TASK STATEMENT: Retype exactly the lines that run from the start of the data to the line holding "use crate::value::Value;", including both, and only those.

(EXERCISE MATERIAL Opens)

//! process-wide filters and built-ins
//!
//! Filters are looked up by name when a template compiles, so registering one after a template
//! was compiled does not affect that template.
use crate::error::{Error, Result};
use crate::filters;
use crate::value::Value;
use indexmap::IndexMap;
use once_cell::sync::Lazy;
use std::sync::{Arc, PoisonError, RwLock};

pub type FilterFn = dyn Fn(&Value, &[Value]) -> Result<Value, FilterError> + Send + Sync;

/// Failure inside a filter or built-in, `kind` is the category shown in diagnostics
#[derive(thiserror::Error, Debug, Clone, PartialEq, Eq)]
#[error("{message}")]
pub struct FilterError {
    pub kind: &'static str,
    pub message: String,
}

impl FilterError {
    pub fn type_error(message: impl Into<String>) -> Self {
        Self {
            kind: "TypeError",
            message: message.into(),
        }
    }

    pub fn value_error(message: impl Into<String>) -> Self {
        Self {
            kind: "ValueError",
            message: message.into(),
        }
    }
}

#[derive(Clone)]
pub struct Filter {
    name: String,
    func: Arc<FilterFn>,
}

impl Filter {
    pub fn new<F>(name: impl Into<String>, func: F) -> Self
    where
        F: Fn(&Value, &[Value]) -> Result<Value, FilterError> + Send + Sync + 'static,
    {
        Self {
            name: name.into(),
            func: Arc::new(func),
        }
    }

    pub fn name(&self) -> &str {
        &self.name
    }

    pub fn apply(&self, input: &Value, args: &[Value]) -> Result<Value, FilterError> {
        (self.func)(input, args)
    }
}

impl std::fmt::Debug for Filter {
    fn fmt(&self, f: &mut std::fmt::Formatter<'_>) -> std::fmt::Result {
        f.debug_tuple("Filter").field(&self.name).finish()
    }
}

static FILTERS: Lazy<RwLock<IndexMap<String, Filter>>> = Lazy::new(|| {
    let filters = filters::core()
        .into_iter()
        .chain(filters::extensions())
        .map(|filter| (filter.name().to_owned(), filter))
        .collect();
    RwLock::new(filters)
});

/// Make `func` available as `{{ value|name }}` in templates compiled from now on
pub fn register_filter<F>(name: &str, func: F) -> Result<()>
where
    F: Fn(&Value, &[Value]) -> Result<Value, FilterError> + Send + Sync + 'static,
{
    let mut filters = FILTERS.write().unwrap_or_else(PoisonError::into_inner);
    if filters.contains_key(name) {
        return Err(Error::DuplicateFilter(name.to_owned()));
    }

    tracing::debug!(name, "register filter");
    filters.insert(name.to_owned(), Filter::new(name, func));
    Ok(())
}

pub fn lookup_filter(name: &str) -> Option<Filter> {
    FILTERS
        .read()
        .unwrap_or_else(PoisonError::into_inner)
        .get(name)
        .cloned()
}

pub fn filter_names() -> Vec<String> {
    FILTERS
        .read()
        .unwrap_or_else(PoisonError::into_inner)
        .keys()
        .cloned()
        .collect()
}

/// Upper bound for the number of items `range()` produces
pub const MAX_RANGE_LEN: i128 = 1 << 24;

/// The only functions a template may call
pub const BUILTINS: [&str; 2] = ["range", "str"];

pub fn is_builtin(name: &str) -> bool {
    BUILTINS.contains(&name)
}

pub fn call_builtin(name: &str, args: &[Value]) -> Result<Value, FilterError> {
    match name {
        "range" => range(args),
        "str" => match args {
            [] => Ok(Value::from("")),
            [value] => Ok(Value::String(value.to_text())),
            _ => Err(FilterError::type_error(format!(
                "str expected at most 1 argument, got {}",
                args.len()
            ))),
        },
        _ => Err(FilterError::type_error(format!("{name} is not callable"))),
    }
}

fn range(args: &[Value]) -> Result<Value, FilterError> {
    let ints = args
        .iter()
        .map(|arg| match arg {
            Value::Integer(i) => Ok(*i),
            other => Err(FilterError::type_error(format!(
                "'{}' object cannot be interpreted as an integer",
                other.type_name()
            ))),
        })
        .collect::<Result<Vec<_>, _>>()?;

    let (start, stop, step) = match ints.as_slice() {
        [stop] => (0, *stop, 1),
        [start, stop] => (*start, *stop, 1),
        [start, stop, step] => (*start, *stop, *step),
        _ => {
            return Err(FilterError::type_error(format!(
                "range expected 1 to 3 arguments, got {}",
                ints.len()
            )))
        }
    };

    if step == 0 {
        return Err(FilterError::value_error("range() arg 3 must not be zero"));
    }

    let (start_wide, stop_wide, step_wide) = (start as i128, stop as i128, step as i128);
    let len = if step > 0 {
        (stop_wide - start_wide + step_wide - 1).div_euclid(step_wide)
    } else {
        (start_wide - stop_wide - step_wide - 1).div_euclid(-step_wide)
    };
    if len > MAX_RANGE_LEN {
        return Err(FilterError {
            kind: "MemoryError",
            message: format!("range() would produce more than {MAX_RANGE_LEN} items"),
        });
    }

    let mut items = Vec::with_capacity(len.max(0) as usize);
    let mut current = start;
    while (step > 0 && current < stop) || (step < 0 && current > stop) {
        items.push(Value::Integer(current));
        current = match current.checked_add(step) {
            Some(next) => next,
            None => break,
        };
    }

    Ok(Value::Array(items))
}

#[cfg(test)]
mod test {
    use super::*;
    use pretty_assertions::assert_eq;

    #[test]
    fn core_and_extension_filters_are_registered() {
        for name in ["uppercase", "lowercase", "titlecase", "strip", "date", "datetime", "base64"] {
            assert!(lookup_filter(name).is_some(), "{name}");
        }
    }

    #[test]
    fn duplicate_registration_fails() {
        register_filter("registry_test_twice", |value, _| Ok(value.clone())).unwrap();
        let error = register_filter("registry_test_twice", |value, _| Ok(value.clone())).unwrap_err();
        assert_eq!(error.to_string(), "Filter registry_test_twice already exists");
        assert!(register_filter("uppercase", |value, _| Ok(value.clone())).is_err());
    }

    #[test]
    fn range_builtin() {
        let ints = |args: &[i64]| {
            let args: Vec<Value> = args.iter().map(|i| Value::Integer(*i)).collect();
            call_builtin("range", &args).unwrap()
        };

        assert_eq!(ints(&[3]), Value::from(vec![0i64, 1, 2]));
        assert_eq!(ints(&[1, 3]), Value::from(vec![1i64, 2]));
        assert_eq!(ints(&[5, 0, -2]), Value::from(vec![5i64, 3, 1]));
        assert_eq!(ints(&[0]), Value::Array(vec![]));
        assert_eq!(ints(&[3, 1]), Value::Array(vec![]));
        assert_eq!(ints(&[-3, 3, 4]), Value::from(vec![-3i64, 1]));

        let error = call_builtin("range", &[Value::Integer(i64::MAX)]).unwrap_err();
        assert_eq!(error.kind, "MemoryError");
        let error = call_builtin(
            "range",
            &[Value::Integer(i64::MAX), Value::Integer(i64::MIN), Value::Integer(-1)],
        )
        .unwrap_err();
        assert_eq!(error.kind, "MemoryError");
        assert_eq!(
            call_builtin("range", &[Value::Integer(1), Value::Integer(2), Value::Integer(0)]).unwrap_err(),
            FilterError::value_error("range() arg 3 must not be zero")
        );
    }

    #[test]
    fn str_builtin() {
        assert_eq!(call_builtin("str", &[Value::Integer(4)]).unwrap(), Value::from("4"));
        assert_eq!(call_builtin("str", &[]).unwrap(), Value::from(""));
    }
}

(EXERCISE MATERIAL Closes)

TASK RESPONSE:
//! process-wide filters and built-ins
//!
//! Filters are looked up by name when a template compiles, so registering one after a template
//! was compiled does not affect that template.
use crate::error::{Error, Result};
use crate::filters;
use crate::value::Value;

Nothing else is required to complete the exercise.